I was single. And it looked like the condition might be a permanent one. Most of my friends had married in their early 20s. Within a few years, each had a handful of children and were blissfully ensconced within the daily routine of family life. Without even a boyfriend, it seemed that my chances of ever sharing in their joy would be limited, at best. Yet it was during this time that I discovered a unique and often overlooked ministry: that of mentoring other people's children.
I admit that my first impulse was to run a mile from anything that might even vaguely be considered "mentoring." As a teenager, I had encountered more than a few adults interested in guiding me through life as I drank from the well of their vast experience. Most of them had overestimated their own knowledge and abilities and, more than once, I found myself struggling in relationships where the supposed mentor seemed to approach me more as a project than as a friend. I couldn't help sensing that these relationships had more to do with fulfilling the mentor's desire to be useful than with actually meeting my needs as a growing believer.
These experiences left a sour taste in my mouth, so while I was happy to take on the role of a youth worker, I hung back from pursuing the type of responsibility that true mentorship implied. Instead, I entered the ministry with an air of caution: determined to simply "be myself" and let God guide. I told stories, participated in the games, shared about my passions, and took time to inquire about theirs. While some of the dialogue was spiritual (it had to be, since I was teaching the lessons), a fair bit of it was just friendly conversation—people getting to know each other as they shared their hopes and dreams over fruit punch and a bag of potato chips.
Much to my surprise, it wasn't long before these casual relationships began to morph into something more. After a few weeks of regular activities, several of the youth in the group began approaching me with serious problems. The wisdom of Solomon have never been my gift, I settled into a routine that involved more listening than talking and, when I did speak, it was usually to share about similar trials in my own life.
Despite the obvious differences between the world in which I grew up and the one in which they found themselves, it was clear that our emotions and struggles were really quite similar. And, while they didn't yet know the end of their story, I already knew the end of mine. The more I shared about God's direction in my own life, the more my young friends seemed to hope they might experience similar guidance in their own.
It wasn't long after this that I found one of the parents waiting for me after group. "I've been trying to have a discussion with my daughter about the friends she keeps. She doesn't listen to me, but she seems to listen to you. Will you talk with her?" Mother and daughter were on the same track and it wasn't long before the daughter and I were sitting down for a heart-to-heart. The best part? It wasn't just the daughter who trusted me … her Mom did as well.

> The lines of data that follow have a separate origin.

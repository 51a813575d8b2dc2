use std::{path::PathBuf, time::Duration};

use derivative::Derivative;
use serde::{Deserialize, Serialize};
use vampirc_uci::UciOptionConfig;

// =============================================================================
// Constants
// =============================================================================

/// Timeout for the `uci`/`isready` handshake
pub const ENGINE_INIT_TIMEOUT: Duration = Duration::from_secs(10);

/// Timeout for `readyok` after configuration
pub const ENGINE_READY_TIMEOUT: Duration = Duration::from_secs(5);

/// Grace period after `quit` before the process is force-killed
pub const ENGINE_QUIT_TIMEOUT: Duration = Duration::from_secs(2);

/// Default thinking time per computer move, in milliseconds
pub const DEFAULT_THINK_TIME_MS: u32 = 2000;

// =============================================================================
// Error Types
// =============================================================================

/// Errors raised while talking to an engine process
#[derive(Debug, thiserror::Error)]
pub enum EngineError {
    #[error("IO error: {0}")]
    Io(#[from] std::io::Error),

    #[error("Engine initialization timeout")]
    InitTimeout,

    #[error("Engine did not acknowledge with readyok")]
    ReadyTimeout,

    #[error("Engine closed its output during {0}")]
    ClosedDuring(&'static str),

    #[error("No stdin handle available")]
    NoStdin,

    #[error("No stdout handle available")]
    NoStdout,

    #[error("Broken pipe")]
    BrokenPipe,

    #[error("Engine process exited unexpectedly")]
    ProcessExited,

    #[error("A think request is already outstanding")]
    ThinkInProgress,

    #[error("Engine session has been terminated")]
    Terminated,

    #[error("Invalid state transition: from {from:?} to {to:?}")]
    InvalidTransition { from: EngineState, to: EngineState },
}

pub type EngineResult<T> = Result<T, EngineError>;

/// The engine could not be started; the computer opponent is unusable.
#[derive(Debug, thiserror::Error)]
#[error("Failed to launch engine {path:?}: {cause}")]
pub struct EngineLaunchError {
    pub path: PathBuf,
    #[source]
    pub cause: EngineError,
}

// =============================================================================
// Core Engine Types
// =============================================================================

/// Engine session states
#[derive(Debug, Clone, Copy, PartialEq, Eq)]
pub enum EngineState {
    /// Ready for a think request
    Idle,
    /// A think is outstanding
    Thinking,
    /// Process has been told to quit or has died
    Terminated,
}

/// Bound on a single think
#[derive(Deserialize, Serialize, Debug, Clone, Copy, PartialEq, Eq)]
#[serde(tag = "t", content = "c")]
pub enum ThinkLimit {
    /// Think for a fixed time in milliseconds
    Time(u32),
    /// Search to a fixed depth
    Depth(u32),
    /// Search a fixed number of nodes
    Nodes(u32),
}

impl Default for ThinkLimit {
    fn default() -> Self {
        ThinkLimit::Time(DEFAULT_THINK_TIME_MS)
    }
}

/// Individual UCI option
#[derive(Deserialize, Serialize, Debug, Clone, PartialEq, Eq)]
pub struct EngineOption {
    pub name: String,
    pub value: String,
}

impl EngineOption {
    pub fn new(name: &str, value: impl ToString) -> Self {
        Self {
            name: name.to_string(),
            value: value.to_string(),
        }
    }
}

/// Identity and advertised options, collected during the handshake
#[derive(Default, Debug, Clone)]
pub struct EngineInfo {
    pub name: String,
    pub author: Option<String>,
    pub options: Vec<UciOptionConfig>,
}

impl EngineInfo {
    pub fn supports_option(&self, name: &str) -> bool {
        self.options.iter().any(|opt| option_name(opt) == name)
    }
}

pub fn option_name(option: &UciOptionConfig) -> &str {
    match option {
        UciOptionConfig::Check { name, .. }
        | UciOptionConfig::Spin { name, .. }
        | UciOptionConfig::Combo { name, .. }
        | UciOptionConfig::Button { name }
        | UciOptionConfig::String { name, .. } => name,
    }
}

/// Protocol traffic, kept for diagnostics
#[derive(Debug, Clone, PartialEq, Eq, Serialize)]
#[serde(tag = "type", content = "value", rename_all = "camelCase")]
pub enum EngineLog {
    Gui(String),
    Engine(String),
}

/// How a think request resolved
#[derive(Debug, Derivative)]
#[derivative(PartialEq)]
pub enum ThinkOutcome {
    /// The engine's move in UCI notation
    BestMove(String),
    /// The engine reported that it has no move
    NoMove,
    /// The process failed before answering
    Failed(#[derivative(PartialEq(compare_with = "same_error_kind"))] EngineError),
}

fn same_error_kind(a: &EngineError, b: &EngineError) -> bool {
    std::mem::discriminant(a) == std::mem::discriminant(b)
}

#[cfg(target_os = "windows")]
pub const CREATE_NO_WINDOW: u32 = 0x08000000;

#[cfg(test)]
mod tests {
    use super::*;

    #[test]
    fn default_think_limit_is_two_seconds() {
        assert_eq!(ThinkLimit::default(), ThinkLimit::Time(2000));
    }

    #[test]
    fn outcome_equality_ignores_error_payload() {
        let a = ThinkOutcome::Failed(EngineError::ClosedDuring("uci handshake"));
        let b = ThinkOutcome::Failed(EngineError::ClosedDuring("isready handshake"));
        assert_eq!(a, b);
        assert_ne!(ThinkOutcome::NoMove, ThinkOutcome::Failed(EngineError::ProcessExited));
    }

    #[test]
    fn logs_serialize_as_tagged_json() {
        let logs = vec![EngineLog::Gui("isready".into()), EngineLog::Engine("readyok".into())];
        assert_eq!(
            serde_json::to_string(&logs).unwrap(),
            r#"[{"type":"gui","value":"isready"},{"type":"engine","value":"readyok"}]"#
        );
    }

    #[test]
    fn option_lookup_by_name() {
        let info = EngineInfo {
            name: "Fake".into(),
            author: None,
            options: vec![UciOptionConfig::Spin {
                name: "Skill Level".into(),
                default: Some(20),
                min: Some(-20),
                max: Some(20),
            }],
        };
        assert!(info.supports_option("Skill Level"));
        assert!(!info.supports_option("UCI_Elo"));
    }
}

What started as after-group discussions soon became one-on-one meetings as we walked the river or met for coffee. Not every discussion was a serious one, and we quickly developed a deep friendship based on common interests and undergirded with a strong trend towards deep spiritual discussion. Over the years, the number of teens I mentored grew, and I experienced a joy I had never anticipated: that of having children who were almost like my own.

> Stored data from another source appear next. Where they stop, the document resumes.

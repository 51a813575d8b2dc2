//! A scripted stand-in for a UCI engine, run through `/bin/sh`.

use std::path::PathBuf;

use tempfile::TempDir;

use super::session::EngineSession;
use super::types::EngineLaunchError;

/// `go` handler that answers 1...e5 after a short think
pub const ANSWER_E5: &str = "sleep 0.1; echo 'bestmove e7e5'";

pub struct FakeEngine {
    _dir: TempDir,
    script: PathBuf,
}

impl FakeEngine {
    /// An engine that completes the handshake and runs `on_go` for every `go`.
    pub fn new(on_go: &str) -> Self {
        Self::with_script(&format!(
            r#"while IFS= read -r line; do
  case "$line" in
    uci)
      echo "id name FakeFish"
      echo "id author Test Suite"
      echo "option name Skill Level type spin default 20 min -20 max 20"
      echo "uciok"
      ;;
    isready) echo "readyok" ;;
    go*) {on_go} ;;
    quit) exit 0 ;;
  esac
done
"#
        ))
    }

    /// An engine made of an arbitrary shell script.
    pub fn with_script(body: &str) -> Self {
        let dir = tempfile::tempdir().unwrap();
        let script = dir.path().join("fake_engine.sh");
        std::fs::write(&script, body).unwrap();
        Self { _dir: dir, script }
    }

    pub async fn start(&self) -> Result<EngineSession, EngineLaunchError> {
        EngineSession::start_with_args("/bin/sh", self.args()).await
    }

    /// Arguments for launching the script through `/bin/sh`.
    pub fn args(&self) -> Vec<String> {
        vec![self.script.display().to_string()]
    }
}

Looking back, the one thing I notice most is that these wonderful relationships would never have developed if not for the reality that I was single. Without pressing commitments on my time, there were plenty of opportunities to attend sporting events or take a trip to the museum. There were long talks as we painted our nails and even a few midnight crisis calls. I was there when they needed me and it made all the difference in the world.

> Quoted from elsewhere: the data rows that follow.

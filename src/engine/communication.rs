use log::{error, trace, warn};
use tokio::{
    io::{BufReader, Lines},
    process::ChildStdout,
};
use vampirc_uci::{parse_one, UciMessage, UciOptionConfig};

use super::types::{EngineError, EngineResult};

/// What engines send instead of a move when they have none
const NULL_MOVES: [&str; 2] = ["(none)", "0000"];

/// Engine output, reduced to what the client acts on
#[derive(Debug, Clone, PartialEq)]
pub enum EngineReply {
    Id { name: Option<String>, author: Option<String> },
    Option(UciOptionConfig),
    UciOk,
    ReadyOk,
    /// Best move in UCI notation
    BestMove(String),
    /// `bestmove (none)` or equivalent
    NoBestMove,
    Info,
    Other,
}

/// Reads engine stdout line by line
#[derive(Debug)]
pub struct UciCommunicator {
    reader: Lines<BufReader<ChildStdout>>,
}

impl UciCommunicator {
    pub fn new(reader: Lines<BufReader<ChildStdout>>) -> Self {
        Self { reader }
    }

    /// Next line of output, `None` once the engine closed stdout.
    ///
    /// Cancel safe, so it can sit in a `select!` loop.
    pub async fn next_line(&mut self) -> EngineResult<Option<String>> {
        match self.reader.next_line().await {
            Ok(line) => {
                if let Some(line) = &line {
                    trace!("Engine output: {}", line);
                }
                Ok(line)
            }
            Err(e) => {
                error!("Error reading from engine stdout: {}", e);
                Err(classify_read_error(e))
            }
        }
    }
}

fn classify_read_error(e: std::io::Error) -> EngineError {
    match e.kind() {
        std::io::ErrorKind::BrokenPipe
        | std::io::ErrorKind::ConnectionAborted
        | std::io::ErrorKind::ConnectionReset => {
            warn!("Connection issue detected: {:?}", e.kind());
            EngineError::BrokenPipe
        }
        std::io::ErrorKind::UnexpectedEof => {
            warn!("Unexpected EOF, engine process may have died");
            EngineError::ProcessExited
        }
        _ => EngineError::Io(e),
    }
}

/// Parse one line of engine output.
pub fn parse_reply(line: &str) -> EngineReply {
    let trimmed = line.trim();
    match parse_one(trimmed) {
        UciMessage::Id { name, author } => EngineReply::Id { name, author },
        UciMessage::Option(config) => EngineReply::Option(config),
        UciMessage::UciOk => EngineReply::UciOk,
        UciMessage::ReadyOk => EngineReply::ReadyOk,
        UciMessage::BestMove { best_move, .. } => bestmove_reply(&best_move.to_string()),
        UciMessage::Info(_) => EngineReply::Info,
        // the UCI grammar rejects `bestmove (none)`, so fall back to tokens
        _ if trimmed.split_whitespace().next() == Some("bestmove") => {
            bestmove_reply(trimmed.split_whitespace().nth(1).unwrap_or("(none)"))
        }
        _ => EngineReply::Other,
    }
}

fn bestmove_reply(token: &str) -> EngineReply {
    if NULL_MOVES.contains(&token) {
        EngineReply::NoBestMove
    } else {
        EngineReply::BestMove(token.to_string())
    }
}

Many of these relationships continued long after the teens had moved on and today, despite their pressing college loads, I still hear from many of "my kids" on a regular basis. Epic letters tell about all they are learning, share their current struggles, and give accounts of their broadening spiritual journeys. I still get asked for advice and, when they're home, we still meet up for coffee and a bike ride. "You're not my mom," one of them once told me, "but I don't think we could be much closer even if you were."